Rubert y la identidad

Luis Carlos de la Peña

Luis Carlos de la Peña

Con la desaparición del filósofo catalán Rubert de Ventós perdemos una de las últimas referencias del pensamiento moderno. Nunca el nacionalismo, catalán y español, habían sufrido tamaña deslegitimación como a través del pensamiento pionero del Rubert de las tres últimas décadas. Antes, en los años setenta del pasado siglo, su discurso cuestionaba la modernidad, hija de la Ilustración, en la tradición crítica de Adorno y Horkheimer y utilizaba, con desenvoltura sesentayochista, la sensibilidad y la estética para añadir fundamentos a la informalista posmodernidad. Construido el debate alrededor de editoriales como Anagrama y Edicions 62 (Península) y revistas hoy imposibles tipo “El viejo topo”, Rubert de Ventós inició el viaje hacia el corazón de las tinieblas –nada menos que el nacionalismo español y su mímesis, el nacionalismo catalán– no sin antes dedicar los festivos 80 a frecuentar las Cortes españolas y el Parlamento Europeo, siempre bajo el paraguas del PSC y el PSOE.

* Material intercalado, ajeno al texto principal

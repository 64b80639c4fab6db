use async_trait::async_trait;
use log::info;
use std::error::Error;
use std::sync::Arc;

use vector_nexus::db::{
    VectorStore,
    get_store_type as get_vector_store_type,
    create_vector_store,
    VectorStoreConfig,
};

use crate::cli::Args;
use crate::config::prompt;
use crate::llm::chat::{ ChatClient, new_client as new_chat_client };
use crate::llm::embedding::{ EmbeddingClient, new_client as new_embedding_client };
use crate::rag::{ RetrievalChain, VectorRetriever };
use crate::session::PipelineFactory;

/// Wires the hosted services named in `Args` into a `RetrievalChain`.
pub struct RagPipelineFactory {
    args: Args,
}

impl RagPipelineFactory {
    pub fn new(args: Args) -> Self {
        Self { args }
    }

    fn initialize_llm_clients(
        args: &Args
    ) -> Result<(Arc<dyn ChatClient>, Arc<dyn EmbeddingClient>), Box<dyn Error + Send + Sync>> {
        let chat_config = args.chat_config();
        let chat_client = new_chat_client(&chat_config)?;
        info!(
            "Chat client configured: Type={}, Model={}, Endpoint={}",
            chat_config.llm_type,
            args.chat_model,
            chat_config.base_url.as_deref().unwrap_or("adapter default")
        );

        let embedding_config = args.embedding_config()?;
        let embedding_client = new_embedding_client(&embedding_config)?;
        info!(
            "Embedding client configured: Type={}, Model={}, BaseURL={}",
            embedding_config.llm_type,
            embedding_config.embedding_model.as_deref().unwrap_or("adapter default"),
            embedding_config.base_url.as_deref().unwrap_or("adapter default")
        );

        Ok((chat_client, embedding_client))
    }

    async fn initialize_vector_store(
        args: &Args
    ) -> Result<Arc<dyn VectorStore>, Box<dyn Error + Send + Sync>> {
        info!("Connecting to Pinecone index '{}' at: {}", args.index_name, args.pinecone_host);
        let vector_store_type = get_vector_store_type("pinecone").map_err(|e|
            format!("Failed to get vector store type: {}", e)
        )?;
        let vector_store_config = VectorStoreConfig {
            store_type: vector_store_type,
            host: args.pinecone_host.clone(),
            api_key: Some(args.pinecone_api_key.clone()),
            tenant: None,
            database: None,
            namespace: None,
            index_name: Some(args.index_name.clone()),
            user: None,
            pass: None,
            dimension: Some(args.dimension),
            metric: Some(args.metric.clone()),
        };
        create_vector_store(vector_store_config).await
    }
}

#[async_trait]
impl PipelineFactory for RagPipelineFactory {
    async fn build(&self) -> Result<RetrievalChain, Box<dyn Error + Send + Sync>> {
        let args = &self.args;
        let (chat_client, embedding_client) = Self::initialize_llm_clients(args)?;
        let vector_store = Self::initialize_vector_store(args).await?;
        let system_prompt = prompt::load_system_prompt(args.prompt_path.as_deref())?;

        let retriever = VectorRetriever::new(vector_store, embedding_client, args.index_name.clone());
        Ok(RetrievalChain::new(Arc::new(retriever), chat_client, system_prompt).with_k(args.retrieval_k))
    }
}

Rubert de Ventós, como san Pablo camino de Damasco, cae del caballo y encuentra, sobre los fustes torcidos del Estado español y la aspiración estatista catalana, la solución cosmopolita, la salida europea y el encuentro de las naciones sin Estado. Renovada identidad –catalana y castellana–, asunción de la heterogeneidad, inmersión en un amplio marco confederal: Europa como regazo. En esa estela atractiva, indiscutiblemente moderna y transgresora de lo establecido, bracearon Pasqual Maragall y su proyecto pospujolista para Cataluña y España.

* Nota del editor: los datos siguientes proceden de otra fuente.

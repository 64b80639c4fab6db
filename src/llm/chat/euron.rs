use async_trait::async_trait;
use log::{ debug, info };
use reqwest::{ Client as HttpClient, StatusCode, header::{ CONTENT_TYPE, AUTHORIZATION } };
use serde::{ Deserialize, Serialize };

use super::{ normalize_messages, ChatClient, ChatError, ChatResult };
use crate::llm::LlmConfig;
use crate::models::chat::{ ChatMessage, InputMessage };

pub const EURON_CHAT_URL: &str = "https://api.euron.one/api/v1/euri/chat/completions";
pub const DEFAULT_MODEL: &str = "gpt-4.1-nano";
pub const DEFAULT_MAX_TOKENS: u32 = 1000;
pub const DEFAULT_TEMPERATURE: f32 = 0.7;

#[derive(Debug, Clone, PartialEq)]
pub struct CompletionParams {
    pub model: String,
    pub max_tokens: u32,
    pub temperature: f32,
}

impl Default for CompletionParams {
    fn default() -> Self {
        Self {
            model: DEFAULT_MODEL.to_string(),
            max_tokens: DEFAULT_MAX_TOKENS,
            temperature: DEFAULT_TEMPERATURE,
        }
    }
}

#[derive(Serialize)]
struct CompletionRequest<'a> {
    messages: Vec<ChatMessage>,
    model: &'a str,
    max_tokens: u32,
    temperature: f32,
}

#[derive(Deserialize)]
struct CompletionResponse {
    choices: Vec<CompletionChoice>,
}

#[derive(Deserialize)]
struct CompletionChoice {
    message: ChoiceMessage,
}

#[derive(Deserialize)]
struct ChoiceMessage {
    content: Option<String>,
}

/// Chat model backed by the Euron `euri` chat completions endpoint.
///
/// Every call is one POST with no retry, cache, stream or client-side timeout.
pub struct EuronChatClient {
    http: HttpClient,
    api_key: String,
    endpoint: String,
    params: CompletionParams,
}

impl EuronChatClient {
    pub fn new(
        api_key: String,
        endpoint: Option<String>,
        params: CompletionParams
    ) -> Result<Self, ChatError> {
        let http = HttpClient::builder().build()?;

        Ok(Self {
            http,
            api_key,
            endpoint: endpoint.unwrap_or_else(|| EURON_CHAT_URL.to_string()),
            params,
        })
    }

    pub fn from_config(config: &LlmConfig) -> Result<Self, ChatError> {
        let params = CompletionParams {
            model: config.completion_model.clone().unwrap_or_else(|| DEFAULT_MODEL.to_string()),
            max_tokens: config.max_tokens.unwrap_or(DEFAULT_MAX_TOKENS),
            temperature: config.temperature.unwrap_or(DEFAULT_TEMPERATURE),
        };

        // A blank key is accepted here and rejected per call in `complete`.
        Self::new(config.api_key.clone().unwrap_or_default(), config.base_url.clone(), params)
    }

    pub fn with_http_client(mut self, http: HttpClient) -> Self {
        self.http = http;
        self
    }

    pub fn params(&self) -> &CompletionParams {
        &self.params
    }

    pub fn endpoint(&self) -> &str {
        &self.endpoint
    }

    /// Sends `messages` to the endpoint and returns the content of the first choice.
    pub async fn complete(
        &self,
        messages: &[InputMessage],
        params: &CompletionParams
    ) -> Result<String, ChatError> {
        let api_key = self.api_key.trim();
        if api_key.is_empty() {
            return Err(
                ChatError::Configuration(
                    "EURON_API_KEY is missing. Please set it in your environment.".to_string()
                )
            );
        }

        let payload = CompletionRequest {
            messages: normalize_messages(messages),
            model: &params.model,
            max_tokens: params.max_tokens,
            temperature: params.temperature,
        };
        debug!(
            "Euron request: model={}, messages={}, max_tokens={}, temperature={}",
            params.model,
            payload.messages.len(),
            params.max_tokens,
            params.temperature
        );

        let resp = self.http
            .post(&self.endpoint)
            .header(CONTENT_TYPE, "application/json")
            .header(AUTHORIZATION, format!("Bearer {}", api_key))
            .json(&payload)
            .send().await?;

        let status = resp.status();
        let body = resp.text().await?;

        if status != StatusCode::OK {
            return Err(ChatError::Provider { status: status.as_u16(), body });
        }

        let reply = extract_reply(&body)?;
        info!("Euron reply received ({} chars)", reply.len());
        Ok(reply)
    }

    pub async fn simple_chat_completion(&self, user_message: &str) -> Result<String, ChatError> {
        let messages = [InputMessage::plain("user", user_message)];
        self.complete(&messages, &self.params).await
    }
}

/// Reads `choices[0].message.content`; further choices are ignored.
fn extract_reply(body: &str) -> Result<String, ChatError> {
    let parsed: CompletionResponse = serde_json
        ::from_str(body)
        .map_err(|e| ChatError::Parse(format!("{}: {}", e, body)))?;

    parsed.choices
        .into_iter()
        .next()
        .ok_or_else(|| ChatError::Parse(format!("response contained no choices: {}", body)))?
        .message.content
        .ok_or_else(|| ChatError::Parse(format!("first choice has no content: {}", body)))
}

#[async_trait]
impl ChatClient for EuronChatClient {
    async fn generate(&self, messages: &[InputMessage]) -> Result<ChatResult, ChatError> {
        let reply = self.complete(messages, &self.params).await?;
        Ok(ChatResult::single(reply))
    }

    fn llm_type(&self) -> &'static str {
        "euron-chat"
    }

    fn get_model(&self) -> String {
        self.params.model.clone()
    }
}

#[cfg(test)]
mod tests {
    use super::*;
    use axum::{ extract::State, http::{ HeaderMap, StatusCode as AxumStatus }, routing::post, Json, Router };
    use serde_json::Value;
    use std::sync::Arc;
    use std::sync::atomic::{ AtomicUsize, Ordering };
    use tokio::sync::Mutex;

    const ROUTE: &str = "/api/v1/euri/chat/completions";

    #[derive(Clone)]
    struct Stub {
        status: AxumStatus,
        body: &'static str,
        hits: Arc<AtomicUsize>,
        seen: Arc<Mutex<Vec<(Option<String>, Value)>>>,
    }

    async fn stub_handler(
        State(stub): State<Stub>,
        headers: HeaderMap,
        Json(payload): Json<Value>
    ) -> (AxumStatus, String) {
        stub.hits.fetch_add(1, Ordering::SeqCst);
        let auth = headers
            .get("authorization")
            .and_then(|v| v.to_str().ok())
            .map(str::to_owned);
        stub.seen.lock().await.push((auth, payload));
        (stub.status, stub.body.to_string())
    }

    async fn spawn_stub(status: AxumStatus, body: &'static str) -> (String, Stub) {
        let stub = Stub {
            status,
            body,
            hits: Arc::new(AtomicUsize::new(0)),
            seen: Arc::new(Mutex::new(Vec::new())),
        };
        let app = Router::new().route(ROUTE, post(stub_handler)).with_state(stub.clone());
        let listener = tokio::net::TcpListener::bind("127.0.0.1:0").await.unwrap();
        let addr = listener.local_addr().unwrap();
        tokio::spawn(async move {
            axum::serve(listener, app).await.unwrap();
        });
        (format!("http://{}{}", addr, ROUTE), stub)
    }

    fn client(api_key: &str, endpoint: String) -> EuronChatClient {
        let http = HttpClient::builder().no_proxy().build().unwrap();
        EuronChatClient::new(api_key.to_string(), Some(endpoint), CompletionParams::default())
            .unwrap()
            .with_http_client(http)
    }

    #[tokio::test]
    async fn returns_first_choice_content() {
        let (url, stub) = spawn_stub(
            AxumStatus::OK,
            r#"{"choices":[{"message":{"content":"Hello!"}}]}"#
        ).await;

        let reply = client("secret", url)
            .complete(&[InputMessage::human("hi")], &CompletionParams::default()).await
            .unwrap();

        assert_eq!(reply, "Hello!");
        assert_eq!(stub.hits.load(Ordering::SeqCst), 1);
    }

    #[tokio::test]
    async fn sends_bearer_token_and_normalized_payload() {
        let (url, stub) = spawn_stub(
            AxumStatus::OK,
            r#"{"choices":[{"message":{"content":"ok"}}]}"#
        ).await;
        let params = CompletionParams {
            model: "gpt-4.1-mini".into(),
            max_tokens: 42,
            temperature: 0.25,
        };
        let messages = [
            InputMessage::system("context"),
            InputMessage::human("question"),
            InputMessage::plain("assistant", "earlier answer"),
        ];

        client("  secret  ", url).complete(&messages, &params).await.unwrap();

        let seen = stub.seen.lock().await;
        let (auth, payload) = &seen[0];
        assert_eq!(auth.as_deref(), Some("Bearer secret"));
        assert_eq!(payload["model"], "gpt-4.1-mini");
        assert_eq!(payload["max_tokens"], 42);
        assert_eq!(payload["temperature"], 0.25);
        assert_eq!(payload["messages"][0]["role"], "system");
        assert_eq!(payload["messages"][1]["role"], "user");
        assert_eq!(payload["messages"][1]["content"], "question");
        assert_eq!(payload["messages"][2]["role"], "assistant");
    }

    #[tokio::test]
    async fn non_200_is_provider_error_with_status_and_body() {
        let (url, stub) = spawn_stub(AxumStatus::UNAUTHORIZED, "invalid api key").await;

        let err = client("secret", url)
            .complete(&[InputMessage::human("hi")], &CompletionParams::default()).await
            .unwrap_err();

        match &err {
            ChatError::Provider { status, body } => {
                assert_eq!(*status, 401);
                assert_eq!(body, "invalid api key");
            }
            other => panic!("expected provider error, got {:?}", other),
        }
        let text = err.to_string();
        assert!(text.contains("401") && text.contains("invalid api key"));
        assert_eq!(stub.hits.load(Ordering::SeqCst), 1);
    }

    #[tokio::test]
    async fn blank_key_fails_before_any_request() {
        let (url, stub) = spawn_stub(
            AxumStatus::OK,
            r#"{"choices":[{"message":{"content":"never"}}]}"#
        ).await;

        let err = client("   ", url)
            .complete(&[InputMessage::human("hi")], &CompletionParams::default()).await
            .unwrap_err();

        assert!(matches!(err, ChatError::Configuration(_)));
        assert_eq!(stub.hits.load(Ordering::SeqCst), 0);
    }

    #[tokio::test]
    async fn identical_requests_are_not_cached() {
        let (url, stub) = spawn_stub(
            AxumStatus::OK,
            r#"{"choices":[{"message":{"content":"same"}}]}"#
        ).await;
        let client = client("secret", url);
        let messages = [InputMessage::human("repeat me")];

        let first = client.generate(&messages).await.unwrap();
        let second = client.generate(&messages).await.unwrap();

        assert_eq!(first, second);
        assert_eq!(stub.hits.load(Ordering::SeqCst), 2);
    }

    #[tokio::test]
    async fn malformed_success_body_is_parse_error() {
        let (url, _stub) = spawn_stub(AxumStatus::OK, r#"{"result":"no choices here"}"#).await;

        let err = client("secret", url).simple_chat_completion("hi").await.unwrap_err();

        assert!(matches!(err, ChatError::Parse(_)));
    }

    #[test]
    fn extra_choices_are_dropped() {
        let body =
            r#"{"choices":[{"message":{"content":"first"}},{"message":{"content":"second"}}]}"#;
        assert_eq!(extract_reply(body).unwrap(), "first");
    }

    #[test]
    fn empty_choices_is_parse_error() {
        assert!(matches!(extract_reply(r#"{"choices":[]}"#), Err(ChatError::Parse(_))));
        assert!(
            matches!(
                extract_reply(r#"{"choices":[{"message":{"content":null}}]}"#),
                Err(ChatError::Parse(_))
            )
        );
    }

    #[test]
    fn from_config_applies_defaults() {
        let config = LlmConfig { api_key: Some("k".into()), ..LlmConfig::default() };
        let client = EuronChatClient::from_config(&config).unwrap();
        assert_eq!(client.params(), &CompletionParams::default());
        assert_eq!(client.endpoint(), EURON_CHAT_URL);
        assert_eq!(client.get_model(), DEFAULT_MODEL);
    }
}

El felipismo feneció y al viejo olmo seco castellano le salieron algunas hojas verdes con la llegada de Aznar y la nueva/vieja derecha ahora desacomplejada de culpas franquistas. El propio Feijóo de estos pasados días, trasunto de inquisidor de infieles, representa el fracaso del sueño ilustrado de Rubert, o su aplazamiento: la España reconfigurada y reconciliada alrededor de las identidades diversas y heterogéneas. El Estado unitario y la cruz gozan de una achacosa buena salud, con extensiones nerviosas a flor de piel.

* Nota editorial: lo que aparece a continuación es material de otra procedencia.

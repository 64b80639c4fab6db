use clap::Parser;
use dotenv::dotenv;
use log::error;
use portfolio_chat::cli::Args;
use std::error::Error;

#[tokio::main]
async fn main() -> Result<(), Box<dyn Error + Send + Sync>> {
    dotenv().ok();
    env_logger::Builder::from_env(env_logger::Env::default().default_filter_or("info")).init();
    let args = Args::parse();

    portfolio_chat::run(args).await.map_err(|e| {
        error!("Startup failed: {}", e);
        e
    })
}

Escribe Stefan Zweig, en ese bellísimo libro que es El mundo de ayer, que “la peor de las pestes es el nacionalismo, que envenena la flor de nuestra cultura europea”. Quién sabe lo que al respecto podría pensar Feijóo, camino de su sonrojante batalla de Lepanto contando cadáveres en nombre de la religión. Rubert de Ventós, en De la identidad a la independencia, recordaba a nuestro Manuel Rivas cuando este decía que “estoy orgulloso de ser gallego, porque puede serlo cualquiera”, antes de añadir: “La única in-dependencia plausible de un país dentro de este mundo impreciso y vago es su inter-dependencia”.